CUHK-AIM-Group / Endora

Endora: Video Generation Models as Endoscopy Simulators (MICCAI 2024)
https://en-do-ra.github.io/
121 stars 5 forks source link
medical-gen-ai video-generation

Endora: Video Generation Models as Endoscopy Simulators (MICCAI 2024)

Project Page | ArXiv Paper | Video Demo

Accepted by International Conference on Medical Image Computing and Computer Assisted Intervention (MICCAI 2024)
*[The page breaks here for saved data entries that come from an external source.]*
//! Client for the portfolio-management and analytics REST API.
//!
//! Every request function performs one call through a [`transport::Interface`]
//! and returns either a [`table::Table`] or a result type whose tables are
//! built lazily from the response payload.

/// Connection settings
pub mod config;

pub mod error;

/// Tracing setup
pub mod logger;

pub mod params;

pub mod table;

pub mod transport;

/// Lazily materialized response views
pub mod views;

#[cfg(feature = "metadata")]
/// Reference data endpoints
pub mod metadata;

#[cfg(feature = "portfolios")]
/// Portfolio endpoints
pub mod portfolios;

#[cfg(feature = "analytics")]
/// Portfolio analytics endpoints
pub mod analytics;

pub use config::Config;
pub use error::Error;
pub use params::OneOrMany;
pub use table::Table;
pub use transport::{Client, Interface};
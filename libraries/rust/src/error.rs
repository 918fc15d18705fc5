use polars::prelude::PolarsError;
use reqwest::Error as ReqwestError;
use serde_json::Error as SerdeError;
use thiserror::Error as ThisError;
use url::ParseError as UrlError;

/// The one failure kind surfaced by every request function.
#[derive(ThisError, Debug)]
pub enum Error {
    #[error("An error occurred: HTTP Error. Code: {status}. Reason: {reason}\n{body}")]
    Http {
        status: u16,
        reason: String,
        body: String,
    },
    #[error("An error occurred: Request error: {0}")]
    Request(#[from] ReqwestError),
    #[error("An error occurred: JSON error: {0}")]
    Serde(#[from] SerdeError),
    #[error("An error occurred: URL error: {0}")]
    Url(#[from] UrlError),
    #[error("An error occurred: Polars error: {0}")]
    Polars(#[from] PolarsError),
    #[error("An error occurred: {0}")]
    Other(String),
}
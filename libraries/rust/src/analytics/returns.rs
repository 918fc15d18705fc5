use crate::error::Error;
use crate::transport::{fetch, Interface, Request};
use crate::views::{multi_view, Transform};
use serde_json::Value;

const RETURN_STATISTICS_PATH: &str = "portfolio-analytics/return-statistics";

multi_view! {
    /// Modern portfolio theory statistics for one or more portfolios.
    pub struct Returns {
        portfolios => "portfolios": Transform::Records,
        mpt_statistics_data => "mptStatisticsData": Transform::Records,
        audit_summaries => "auditSummaries": Transform::Records,
        audit_holdings_details => "auditHoldingsDetails": Transform::Records,
        audit_security_details => "auditSecurityDetails": Transform::Records,
        audit_contributor_ric_details => "auditContributorRICDetails": Transform::Records,
    }
}

pub async fn get_return_statistics(client: &dyn Interface, request: Value) -> Result<Returns, Error> {
    let payload = fetch(client, Request::post(RETURN_STATISTICS_PATH, request)).await?;
    Ok(Returns::new(payload))
}

#[cfg(test)]
mod tests {
    use super::*;
    use crate::transport::{success, Method, MockInterface};
    use serde_json::json;
    use std::sync::Arc;

    #[tokio::test]
    async fn test_get_return_statistics() {
        let mut client = MockInterface::new();
        client
            .expect_submit()
            .withf(|request| {
                request.method == Method::Post
                    && request.path == "portfolio-analytics/return-statistics"
                    && request.body.is_some()
            })
            .times(1)
            .returning(|_| {
                Ok(success(json!({
                    "portfolios": [{"portfolioId": "SAMPLE_US"}],
                    "mptStatisticsData": [
                        {"portfolioId": "SAMPLE_US", "statistic": "SharpeRatio", "value": 1.12},
                        {"portfolioId": "SAMPLE_US", "statistic": "Beta", "value": 0.94}
                    ]
                })))
            });

        let returns = get_return_statistics(&client, json!({"portfolios": [{"id": "SAMPLE_US"}]}))
            .await
            .unwrap();

        let statistics = returns.mpt_statistics_data();
        assert_eq!(statistics.height(), 2);
        assert_eq!(statistics.get(1, "statistic"), Some(json!("Beta")));
        assert!(Arc::ptr_eq(&statistics, &returns.view("mptStatisticsData")));
        assert!(returns.audit_summaries().is_empty());
        assert_eq!(returns.raw_payload()["portfolios"][0]["portfolioId"], json!("SAMPLE_US"));
    }
}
Chenxin Li1 [Hengyu Liu]()1 Yifan Liu1* Brandon Y. Feng2 Wuyang Li1 Xinyu Liu1 Zhen Chen3 Jing Shao4 Yixuan Yuan1βœ‰

1CUHK   2MIT CSAIL   3CAS CAIR   4Shanghai AI Lab  

* Equal Contributions. βœ‰ Corresponding Author.


introduction

πŸ’‘Key Features

πŸ› Setup

git clone https://github.com/XGGNet/Endora.git
cd Endora
conda create -n Endora python=3.10
conda activate Endora

pip install torch==2.1.2 torchvision==0.16.2 torchaudio==2.1.2 --index-url https://download.pytorch.org/whl/cu118

pip install -r requirements.txt

Tips A: We test the framework using pytorch=2.1.2, and the CUDA compile version=11.8. Other versions should be also fine but not totally ensured.

Tips B: GPU with 24GB (or more) is recommended for video sampling by Endora inference, and 48GB (or more) for Endora training.

πŸ“šData Preparation

Colonoscopic: The dataset provided by paper can be found here. You can directly use the processed video data by Endo-FM without further data processing.
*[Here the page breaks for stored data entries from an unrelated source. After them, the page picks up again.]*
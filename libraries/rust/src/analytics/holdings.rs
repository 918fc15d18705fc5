use crate::error::Error;
use crate::transport::{fetch, Interface, Request};
use crate::views::{multi_view, Transform};
use serde_json::Value;
use tracing::info;

const HOLDINGS_STATEMENTS_PATH: &str = "portfolio-analytics/{portfolioId}/holdings-statements";

multi_view! {
    /// Holdings statements of one portfolio.
    pub struct Holdings {
        holdings_summaries => "holdingsSummaries": Transform::Records,
        holdings_details => "holdingsDetails": Transform::Records,
        bulk_statuses => "bulkStatuses": Transform::Records,
        audit_security_details => "auditSecurityDetails": Transform::Records,
        audit_summaries => "auditSummaries": Transform::Records,
        audit_contributor_ric_details => "auditContributorRICDetails": Transform::Records,
    }
}

/// Holdings statements by date for `portfolio_id`.
pub async fn get_holdings_statements(
    client: &dyn Interface,
    portfolio_id: &str,
    request: Value,
) -> Result<Holdings, Error> {
    let request = Request::post(HOLDINGS_STATEMENTS_PATH, request)
        .path_parameter("portfolioId", portfolio_id);

    let payload = fetch(client, request).await?;

    info!("Received holdings statements for {}", portfolio_id);

    Ok(Holdings::new(payload))
}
Kvasir-Capsule: The dataset provided by paper can be found here. You can directly use the processed video data by Endo-FM without further data processing.

CholecTriplet: The dataset provided by paper can be found here. You can directly use the processed video data by Endo-FM without further data processing.

Please run process_data.py and process_list.py to get the split frames and the corresponding list at first.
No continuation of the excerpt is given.